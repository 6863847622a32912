use criterion::{black_box, criterion_group, criterion_main, BenchmarkId, Criterion};
use tyche::adapters::mock_generator::{generate_from_schema, generate_multiple_from_schema};
use tyche::adapters::schema_descriptor::schema_to_descriptor;
use tyche::domain::{Field, FieldType};

fn order_schema() -> Vec<Field> {
    vec![
        Field {
            name: "orderId".to_string(),
            field_type: FieldType::Number,
            is_primary_key: true,
            ..Field::default()
        },
        Field {
            name: "customer".to_string(),
            field_type: FieldType::Object,
            children: Some(vec![
                Field {
                    name: "name".to_string(),
                    field_type: FieldType::String,
                    ..Field::default()
                },
                Field {
                    name: "email".to_string(),
                    field_type: FieldType::String,
                    ..Field::default()
                },
            ]),
            ..Field::default()
        },
        Field {
            name: "items".to_string(),
            field_type: FieldType::Array,
            array_item_type: Some(FieldType::Object),
            array_item_schema: Some(vec![
                Field {
                    name: "sku".to_string(),
                    field_type: FieldType::String,
                    ..Field::default()
                },
                Field {
                    name: "quantity".to_string(),
                    field_type: FieldType::Number,
                    ..Field::default()
                },
            ]),
            ..Field::default()
        },
        Field {
            name: "orderedAt".to_string(),
            field_type: FieldType::Date,
            ..Field::default()
        },
    ]
}

fn benchmark_generate_single(c: &mut Criterion) {
    let schema = order_schema();

    c.bench_function("generate_single", |b| {
        b.iter(|| generate_from_schema(black_box(&schema)));
    });
}

fn benchmark_generate_batch(c: &mut Criterion) {
    let schema = order_schema();
    let mut group = c.benchmark_group("generate_batch");

    for count in [10usize, 100usize] {
        group.bench_with_input(BenchmarkId::from_parameter(count), &count, |b, &count| {
            b.iter(|| generate_multiple_from_schema(black_box(&schema), count));
        });
    }

    group.finish();
}

fn benchmark_descriptor(c: &mut Criterion) {
    let schema = order_schema();

    c.bench_function("schema_descriptor", |b| {
        b.iter(|| schema_to_descriptor(black_box(&schema)));
    });
}

criterion_group!(
    benches,
    benchmark_generate_single,
    benchmark_generate_batch,
    benchmark_descriptor
);
criterion_main!(benches);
# # # #
Work to complete: Here the job is to restate all of the data word for word.

Task result:
repository 6863847622a32912
use criterion::{black_box, criterion_group, criterion_main, BenchmarkId, Criterion};
use tyche::adapters::mock_generator::{generate_from_schema, generate_multiple_from_schema};
use tyche::adapters::schema_descriptor::schema_to_descriptor;
use tyche::domain::{Field, FieldType};

fn order_schema() -> Vec<Field> {
    vec![
        Field {
            name: "orderId".to_string(),
            field_type: FieldType::Number,
            is_primary_key: true,
            ..Field::default()
        },
        Field {
            name: "customer".to_string(),
            field_type: FieldType::Object,
            children: Some(vec![
                Field {
                    name: "name".to_string(),
                    field_type: FieldType::String,
                    ..Field::default()
                },
                Field {
                    name: "email".to_string(),
                    field_type: FieldType::String,
                    ..Field::default()
                },
            ]),
            ..Field::default()
        },
        Field {
            name: "items".to_string(),
            field_type: FieldType::Array,
            array_item_type: Some(FieldType::Object),
            array_item_schema: Some(vec![
                Field {
                    name: "sku".to_string(),
                    field_type: FieldType::String,
                    ..Field::default()
                },
                Field {
                    name: "quantity".to_string(),
                    field_type: FieldType::Number,
                    ..Field::default()
                },
            ]),
            ..Field::default()
        },
        Field {
            name: "orderedAt".to_string(),
            field_type: FieldType::Date,
            ..Field::default()
        },
    ]
}

fn benchmark_generate_single(c: &mut Criterion) {
    let schema = order_schema();

    c.bench_function("generate_single", |b| {
        b.iter(|| generate_from_schema(black_box(&schema)));
    });
}

fn benchmark_generate_batch(c: &mut Criterion) {
    let schema = order_schema();
    let mut group = c.benchmark_group("generate_batch");

    for count in [10usize, 100usize] {
        group.bench_with_input(BenchmarkId::from_parameter(count), &count, |b, &count| {
            b.iter(|| generate_multiple_from_schema(black_box(&schema), count));
        });
    }

    group.finish();
}

fn benchmark_descriptor(c: &mut Criterion) {
    let schema = order_schema();

    c.bench_function("schema_descriptor", |b| {
        b.iter(|| schema_to_descriptor(black_box(&schema)));
    });
}

criterion_group!(
    benches,
    benchmark_generate_single,
    benchmark_generate_batch,
    benchmark_descriptor
);
criterion_main!(benches);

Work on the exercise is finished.